Overuse and Training Errors

Overuse injuries are the leading category of sports injuries in young athletes, making up 46 to 54% of all reported injuries. They develop when the repetitive stress of training outpaces your body’s ability to recover. Patellar tendinopathy (pain at the base of the kneecap from tendon overload) is a classic example, common in sports that involve jumping, sprinting, or sudden direction changes.

The pattern is usually the same: a sudden increase in training volume, a switch to a harder surface, new footwear, or not enough rest between sessions. Your tendons adapt more slowly than your muscles, so you can feel strong enough to push through workouts while the tendon is quietly accumulating damage. If your knee pain started within a few weeks of changing your routine, overuse is the most likely explanation.

Joint Hypermobility

If you’ve always been “double-jointed” or unusually flexible, your knee pain may be related to generalized joint hypermobility. This is an inherited trait caused by differences in connective tissue proteins like collagen and elastin. It makes your ligaments looser than average, which means your joints have less passive stability and your muscles have to work harder to compensate.

Hypermobility is linked to a higher risk of certain injuries, particularly ankle sprains, ACL tears, and shoulder dislocations, though the research is mixed on exactly how much the risk increases. A clinical scoring system called the Beighton score is used to assess hypermobility: a score of 5 or higher (out of 9) in people under 50 is considered significant. If you’re hypermobile, strengthening the muscles around your knees and hips becomes especially important because your ligaments provide less support on their own.

Body Weight and Inflammation

Carrying extra weight increases the mechanical load on your knees with every step, but the effect goes beyond simple physics. Fat tissue is metabolically active and releases inflammatory signaling molecules that directly affect cartilage health. People with higher body fat show elevated levels of compounds like TNF-alpha, IL-1 beta, and IL-6, all of which promote cartilage breakdown and inhibit cartilage repair. These molecules have been found in the joint fluid, joint lining, and cartilage of people with osteoarthritis.

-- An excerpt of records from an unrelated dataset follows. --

//! Read-only projections of the world for a presentation layer
//!
//! Positions use the `{id, x, y, z}` layout a 3D client expects: the grid
//! lies on the ground plane, so `y` is always 0 and `z` is the grid row.

use serde::Serialize;

use super::grid::{Grid, Occupant};
use super::types::Cell;

/// Position of a single agent
#[derive(Debug, Clone, PartialEq, Eq, Serialize)]
pub struct AgentPosition {
    pub id: String,
    pub x: i32,
    pub y: i32,
    pub z: i32,
}

impl AgentPosition {
    pub fn new(id: String, cell: Cell) -> Self {
        Self {
            id,
            x: cell.x,
            y: 0,
            z: cell.y,
        }
    }

    pub fn cell(&self) -> Cell {
        Cell::new(self.x, self.z)
    }
}

/// Position and state of a traffic light
#[derive(Debug, Clone, PartialEq, Eq, Serialize)]
pub struct LightStatus {
    pub id: String,
    pub x: i32,
    pub y: i32,
    pub z: i32,
    /// `true` when open
    pub state: bool,
}

/// Everything a client needs to draw one tick
#[derive(Debug, Clone, PartialEq, Eq, Serialize)]
pub struct WorldSnapshot {
    pub tick: u64,
    pub completed: usize,
    pub vehicles: Vec<AgentPosition>,
    pub traffic_lights: Vec<LightStatus>,
    pub obstacles: Vec<AgentPosition>,
    pub destinations: Vec<AgentPosition>,
    pub roads: Vec<AgentPosition>,
}

/// Static occupants have no id of their own; name them after their cell
fn cell_id(prefix: &str, grid: &Grid, cell: Cell) -> String {
    format!("{}_{}", prefix, cell.y * grid.width() + cell.x)
}

fn positions_where<F>(grid: &Grid, prefix: &str, mut matches: F) -> Vec<AgentPosition>
where
    F: FnMut(&Occupant) -> bool,
{
    grid.iter()
        .filter(|(_, occupants)| occupants.iter().any(&mut matches))
        .map(|(cell, _)| AgentPosition::new(cell_id(prefix, grid, cell), cell))
        .collect()
}

/// Vehicle positions, ordered by vehicle id
pub fn vehicle_positions(grid: &Grid) -> Vec<AgentPosition> {
    let mut vehicles: Vec<_> = grid
        .iter()
        .flat_map(|(cell, occupants)| {
            occupants.iter().filter_map(move |occupant| match occupant {
                Occupant::Vehicle(id) => Some((*id, cell)),
                _ => None,
            })
        })
        .collect();
    vehicles.sort();

    vehicles
        .into_iter()
        .map(|(id, cell)| AgentPosition::new(format!("car_{}", id.0 .0), cell))
        .collect()
}

pub fn traffic_light_states(grid: &Grid) -> Vec<LightStatus> {
    grid.traffic_lights()
        .map(|(cell, light)| LightStatus {
            id: format!("tl_{}", light.id.0 .0),
            x: cell.x,
            y: 0,
            z: cell.y,
            state: light.is_open(),
        })
        .collect()
}

pub fn obstacle_positions(grid: &Grid) -> Vec<AgentPosition> {
    positions_where(grid, "ob", |o| matches!(o, Occupant::Obstacle))
}

pub fn destination_positions(grid: &Grid) -> Vec<AgentPosition> {
    positions_where(grid, "d", |o| matches!(o, Occupant::Destination))
}

pub fn road_positions(grid: &Grid) -> Vec<AgentPosition> {
    positions_where(grid, "r", |o| matches!(o, Occupant::Road(_)))
}

/// Capture every projection at once
pub fn capture(grid: &Grid, tick: u64, completed: usize) -> WorldSnapshot {
    WorldSnapshot {
        tick,
        completed,
        vehicles: vehicle_positions(grid),
        traffic_lights: traffic_light_states(grid),
        obstacles: obstacle_positions(grid),
        destinations: destination_positions(grid),
        roads: road_positions(grid),
    }
}
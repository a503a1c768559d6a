//! Scheduler configuration

use anyhow::Result;

use super::types::{Cell, DEFAULT_SPAWN_INTERVAL, STALL_THRESHOLD};

/// Tunables for a [`Simulation`](super::Simulation)
#[derive(Debug, Clone, PartialEq, Eq)]
pub struct SimConfig {
    /// Spawn on the first tick and then every this many ticks
    pub spawn_interval: u64,
    /// A vehicle re-routes once its stall counter exceeds this
    pub stall_threshold: u32,
    /// Entry points; `None` uses the grid's default corners
    pub spawn_points: Option<Vec<Cell>>,
    /// Seed for reproducible runs
    pub seed: Option<u64>,
}

impl Default for SimConfig {
    fn default() -> Self {
        Self {
            spawn_interval: DEFAULT_SPAWN_INTERVAL,
            stall_threshold: STALL_THRESHOLD,
            spawn_points: None,
            seed: None,
        }
    }
}

impl SimConfig {
    pub fn with_seed(mut self, seed: u64) -> Self {
        self.seed = Some(seed);
        self
    }

    pub fn with_spawn_points(mut self, spawn_points: Vec<Cell>) -> Self {
        self.spawn_points = Some(spawn_points);
        self
    }

    pub fn with_spawn_interval(mut self, spawn_interval: u64) -> Self {
        self.spawn_interval = spawn_interval;
        self
    }

    pub fn validate(&self) -> Result<()> {
        if self.spawn_interval == 0 {
            anyhow::bail!("Spawn interval must be at least one tick");
        }
        Ok(())
    }
}

/// The corners vehicles enter from: bottom-left, bottom-right, and the
/// second row from the top on both sides.
pub fn default_spawn_points(width: i32, height: i32) -> Vec<Cell> {
    vec![
        Cell::new(0, 0),
        Cell::new(width - 1, 0),
        Cell::new(0, height - 2),
        Cell::new(width - 1, height - 2),
    ]
}
//! Traffic light logic for the traffic simulation
//!
//! A light toggles between open and closed on a fixed period and never
//! looks at the vehicles around it.

use anyhow::Result;

use super::types::LightId;

/// A traffic light occupying one grid cell
#[derive(Debug, Clone, PartialEq, Eq)]
pub struct TrafficLight {
    pub id: LightId,
    /// `true` lets vehicles through
    pub open: bool,
    /// Ticks between toggles
    pub period: u32,
}

impl TrafficLight {
    pub fn new(id: LightId, open: bool, period: u32) -> Result<Self> {
        if period == 0 {
            anyhow::bail!("Traffic light {:?} needs a period of at least one tick", id);
        }
        Ok(Self { id, open, period })
    }

    /// Advance the light for the given (1-based) tick number.
    /// The light flips on every tick that is a multiple of its period.
    pub fn step(&mut self, tick: u64) {
        if tick % u64::from(self.period) == 0 {
            self.open = !self.open;
        }
    }

    pub fn is_open(&self) -> bool {
        self.open
    }
}
//! City Traffic Simulation Library
//!
//! A grid-based city traffic simulation: vehicles route with A*, obey
//! one-way lanes and traffic lights, and are retired when they arrive.

pub mod simulation;
// SPDX-FileCopyrightText: 2025 sqlex contributors
// SPDX-License-Identifier: MIT

//! Per-column value normalization.
//!
//! Backends disagree on how some values come back: PostgreSQL drivers
//! commonly hand `COUNT(*)` over as a numeric string while SQLite returns a
//! native integer. A [`TypecastMap`] names, per column, the function that
//! brings both representations to one canonical value before the strict
//! comparison in [`crate::Verifier`] runs.

use std::borrow::Cow;
use std::collections::BTreeMap;
use std::fmt;
use std::str::FromStr;
use std::sync::Arc;

use serde::{Deserialize, Serialize};

use crate::value::Value;

type CoerceFn = dyn Fn(&Value) -> Value + Send + Sync;

/// A named, pure coercion function.
#[derive(Clone)]
pub struct Typecast {
    name: Cow<'static, str>,
    func: Arc<CoerceFn>,
}

impl Typecast {
    pub fn new<F>(name: impl Into<Cow<'static, str>>, func: F) -> Self
    where
        F: Fn(&Value) -> Value + Send + Sync + 'static,
    {
        Self {
            name: name.into(),
            func: Arc::new(func),
        }
    }

    pub fn name(&self) -> &str {
        &self.name
    }

    pub fn apply(&self, value: &Value) -> Value {
        (self.func)(value)
    }
}

impl fmt::Debug for Typecast {
    fn fmt(&self, f: &mut fmt::Formatter<'_>) -> fmt::Result {
        f.debug_tuple("Typecast").field(&self.name).finish()
    }
}

impl From<Coercion> for Typecast {
    fn from(coercion: Coercion) -> Self {
        Typecast::new(coercion.name(), move |v| coercion.apply(v))
    }
}

/// Built-in coercions, nameable from configuration files.
///
/// Every coercion is idempotent, and values it cannot convert are
/// returned unchanged so the mismatch still surfaces. Names are parsed by
/// [`FromStr`], case-insensitively and with short aliases.
#[derive(Debug, Clone, Copy, PartialEq, Eq, Hash, Serialize, Deserialize)]
#[serde(rename_all = "lowercase", try_from = "String")]
pub enum Coercion {
    Integer,
    Float,
    Text,
    Boolean,
}

impl Coercion {
    pub fn name(self) -> &'static str {
        match self {
            Coercion::Integer => "integer",
            Coercion::Float => "float",
            Coercion::Text => "text",
            Coercion::Boolean => "boolean",
        }
    }

    pub fn apply(self, value: &Value) -> Value {
        match self {
            Coercion::Integer => to_integer(value),
            Coercion::Float => to_float(value),
            Coercion::Text => to_text(value),
            Coercion::Boolean => to_boolean(value),
        }
    }
}

impl fmt::Display for Coercion {
    fn fmt(&self, f: &mut fmt::Formatter<'_>) -> fmt::Result {
        f.write_str(self.name())
    }
}

#[derive(Debug, Clone, PartialEq, Eq, thiserror::Error)]
#[error("unknown coercion '{0}' (expected integer, float, text or boolean)")]
pub struct UnknownCoercion(pub String);

impl FromStr for Coercion {
    type Err = UnknownCoercion;

    fn from_str(s: &str) -> Result<Self, Self::Err> {
        match s.to_ascii_lowercase().as_str() {
            "integer" | "int" => Ok(Coercion::Integer),
            "float" | "real" => Ok(Coercion::Float),
            "text" | "string" => Ok(Coercion::Text),
            "boolean" | "bool" => Ok(Coercion::Boolean),
            _ => Err(UnknownCoercion(s.to_owned())),
        }
    }
}

impl TryFrom<String> for Coercion {
    type Error = UnknownCoercion;

    fn try_from(s: String) -> Result<Self, Self::Error> {
        s.parse()
    }
}

// 2^63; `i64::MAX as f64` rounds up to this, so the upper bound is exclusive.
const I64_BOUND: f64 = 9_223_372_036_854_775_808.0;

fn to_integer(value: &Value) -> Value {
    match value {
        Value::Text(s) => s
            .trim()
            .parse::<i64>()
            .map_or_else(|_| value.clone(), Value::Integer),
        Value::Real(r) if r.fract() == 0.0 && *r >= -I64_BOUND && *r < I64_BOUND => {
            Value::Integer(*r as i64)
        }
        Value::Boolean(b) => Value::Integer(i64::from(*b)),
        _ => value.clone(),
    }
}

fn to_float(value: &Value) -> Value {
    match value {
        Value::Integer(i) => Value::Real(*i as f64),
        Value::Text(s) => s
            .trim()
            .parse::<f64>()
            .map_or_else(|_| value.clone(), Value::Real),
        _ => value.clone(),
    }
}

fn to_text(value: &Value) -> Value {
    match value {
        Value::Integer(i) => Value::Text(i.to_string()),
        Value::Real(r) => Value::Text(r.to_string()),
        Value::Boolean(b) => Value::Text(b.to_string()),
        _ => value.clone(),
    }
}

fn to_boolean(value: &Value) -> Value {
    match value {
        Value::Integer(0) => Value::Boolean(false),
        Value::Integer(1) => Value::Boolean(true),
        Value::Text(s) => match s.trim().to_ascii_lowercase().as_str() {
            "true" | "t" | "1" => Value::Boolean(true),
            "false" | "f" | "0" => Value::Boolean(false),
            _ => value.clone(),
        },
        _ => value.clone(),
    }
}

/// Column name to [`Typecast`] mapping.
#[derive(Debug, Clone, Default)]
pub struct TypecastMap {
    casts: BTreeMap<String, Typecast>,
}

impl TypecastMap {
    pub fn new() -> Self {
        Self::default()
    }

    pub fn insert(&mut self, column: impl Into<String>, cast: impl Into<Typecast>) -> Option<Typecast> {
        self.casts.insert(column.into(), cast.into())
    }

    /// Builder form of [`TypecastMap::insert`].
    pub fn with(mut self, column: impl Into<String>, cast: impl Into<Typecast>) -> Self {
        self.insert(column, cast);
        self
    }

    pub fn get(&self, column: &str) -> Option<&Typecast> {
        self.casts.get(column)
    }

    pub fn contains(&self, column: &str) -> bool {
        self.casts.contains_key(column)
    }

    pub fn columns(&self) -> impl Iterator<Item = &str> {
        self.casts.keys().map(String::as_str)
    }

    pub fn len(&self) -> usize {
        self.casts.len()
    }

    pub fn is_empty(&self) -> bool {
        self.casts.is_empty()
    }

    /// A new map holding `self`'s entries with `overrides` taking
    /// precedence per column.
    pub fn overlay(&self, overrides: &TypecastMap) -> TypecastMap {
        let mut casts = self.casts.clone();
        for (column, cast) in &overrides.casts {
            casts.insert(column.clone(), cast.clone());
        }
        TypecastMap { casts }
    }

    /// Apply the cast registered for `column`, if any.
    pub fn coerce<'v>(&self, column: &str, value: &'v Value) -> Cow<'v, Value> {
        match self.casts.get(column) {
            Some(cast) => Cow::Owned(cast.apply(value)),
            None => Cow::Borrowed(value),
        }
    }
}

impl<K: Into<String>, C: Into<Typecast>> FromIterator<(K, C)> for TypecastMap {
    fn from_iter<I: IntoIterator<Item = (K, C)>>(iter: I) -> Self {
        let mut map = TypecastMap::new();
        for (column, cast) in iter {
            map.insert(column, cast);
        }
        map
    }
}

#[cfg(test)]
mod tests {
    use rstest::rstest;

    use super::*;

    #[rstest]
    #[case::numeric_string(Value::from("3"), Value::Integer(3))]
    #[case::padded(Value::from(" 42 "), Value::Integer(42))]
    #[case::already_int(Value::Integer(3), Value::Integer(3))]
    #[case::whole_real(Value::Real(2.0), Value::Integer(2))]
    #[case::fractional_real(Value::Real(2.5), Value::Real(2.5))]
    #[case::huge_real(Value::Real(1e300), Value::Real(1e300))]
    #[case::boolean(Value::Boolean(true), Value::Integer(1))]
    #[case::not_a_number(Value::from("3abc"), Value::from("3abc"))]
    #[case::null(Value::Null, Value::Null)]
    fn test_integer(#[case] input: Value, #[case] expected: Value) {
        assert_eq!(Coercion::Integer.apply(&input), expected);
    }

    #[rstest]
    #[case(Value::Integer(2), Value::Real(2.0))]
    #[case(Value::from("1.5"), Value::Real(1.5))]
    #[case(Value::from("x"), Value::from("x"))]
    fn test_float(#[case] input: Value, #[case] expected: Value) {
        assert_eq!(Coercion::Float.apply(&input), expected);
    }

    #[rstest]
    #[case(Value::Integer(2), Value::from("2"))]
    #[case(Value::Real(1.5), Value::from("1.5"))]
    #[case(Value::Boolean(false), Value::from("false"))]
    #[case(Value::Null, Value::Null)]
    fn test_text(#[case] input: Value, #[case] expected: Value) {
        assert_eq!(Coercion::Text.apply(&input), expected);
    }

    #[rstest]
    #[case(Value::Integer(1), Value::Boolean(true))]
    #[case(Value::Integer(0), Value::Boolean(false))]
    #[case(Value::Integer(2), Value::Integer(2))]
    #[case(Value::from("t"), Value::Boolean(true))]
    #[case(Value::from("FALSE"), Value::Boolean(false))]
    #[case(Value::from("maybe"), Value::from("maybe"))]
    fn test_boolean(#[case] input: Value, #[case] expected: Value) {
        assert_eq!(Coercion::Boolean.apply(&input), expected);
    }

    #[rstest]
    #[case("integer", Coercion::Integer)]
    #[case("INT", Coercion::Integer)]
    #[case("real", Coercion::Float)]
    #[case("string", Coercion::Text)]
    #[case("bool", Coercion::Boolean)]
    fn test_parse_coercion(#[case] input: &str, #[case] expected: Coercion) {
        assert_eq!(input.parse::<Coercion>().unwrap(), expected);
    }

    #[test]
    fn test_parse_unknown_coercion() {
        let err = "date".parse::<Coercion>().unwrap_err();
        assert_eq!(err, UnknownCoercion("date".into()));
    }

    #[test]
    fn test_deserialize_uses_parser() {
        let parsed: Vec<Coercion> = serde_json::from_str(r#"["INT", "real", "string", "Bool"]"#).unwrap();
        assert_eq!(
            parsed,
            [Coercion::Integer, Coercion::Float, Coercion::Text, Coercion::Boolean]
        );
        let err = serde_json::from_str::<Coercion>(r#""date""#).unwrap_err();
        assert!(err.to_string().contains("unknown coercion 'date'"), "{err}");
        assert_eq!(serde_json::to_string(&Coercion::Float).unwrap(), r#""float""#);
    }

    #[test]
    fn test_overlay_prefers_overrides() {
        let defaults = TypecastMap::new()
            .with("cnt", Coercion::Integer)
            .with("name", Coercion::Text);
        let overrides =
            TypecastMap::new().with("cnt", Typecast::new("zero", |_| Value::Integer(0)));
        let merged = defaults.overlay(&overrides);

        assert_eq!(merged.len(), 2);
        assert_eq!(merged.get("cnt").unwrap().name(), "zero");
        assert_eq!(merged.get("name").unwrap().name(), "text");
        // defaults are untouched
        assert_eq!(defaults.get("cnt").unwrap().name(), "integer");
    }

    #[test]
    fn test_coerce_unregistered_column_borrows() {
        let map = TypecastMap::new().with("cnt", Coercion::Integer);
        let value = Value::from("3");
        assert!(matches!(map.coerce("name", &value), Cow::Borrowed(_)));
        assert_eq!(*map.coerce("cnt", &value), Value::Integer(3));
    }
}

This means that even modest weight gain can contribute to knee pain through two pathways at once: more force through the joint and a chemical environment that makes the cartilage more vulnerable to damage. The encouraging flip side is that even moderate weight loss reduces both the load and the inflammatory burden simultaneously.

Previous Injuries and Early Arthritis

If you injured your knee in the past, especially an ACL tear or a meniscus injury, that history matters. Post-traumatic osteoarthritis develops faster than most people expect: roughly 30% of people who suffer a major knee injury show signs of osteoarthritis within 5 years, and that number climbs to 50% within 10 to 20 years. This can put someone in their late twenties or thirties into a category of joint wear usually associated with middle age.

The initial injury changes the mechanics of the joint, even after surgical repair. Subtle shifts in how forces distribute across the cartilage surface accelerate wear over time. If you had a significant knee injury years ago and are now noticing stiffness, swelling after activity, or a deep aching pain, early post-traumatic arthritis is worth investigating.

Signs That Need Prompt Attention

Most knee pain in young people responds well to activity modification and targeted exercise, but certain symptoms warrant a quicker evaluation. Significant swelling that appears within hours of an injury, inability to bear weight, a knee that locks or gives way, tenderness directly over a bone (especially the fibula head or the kneecap itself), or inability to bend the knee to 90 degrees are all signals that imaging may be needed. Any pain accompanied by redness, warmth, and fever could indicate infection and needs same-day evaluation.

For the vast majority of young people with knee pain, the path forward is identifying which combination of factors (muscle weakness, training load, alignment, body composition) is driving the problem and addressing them systematically. Physical therapy focused on hip and core strengthening has strong evidence behind it, and most people see meaningful improvement within six weeks of consistent work.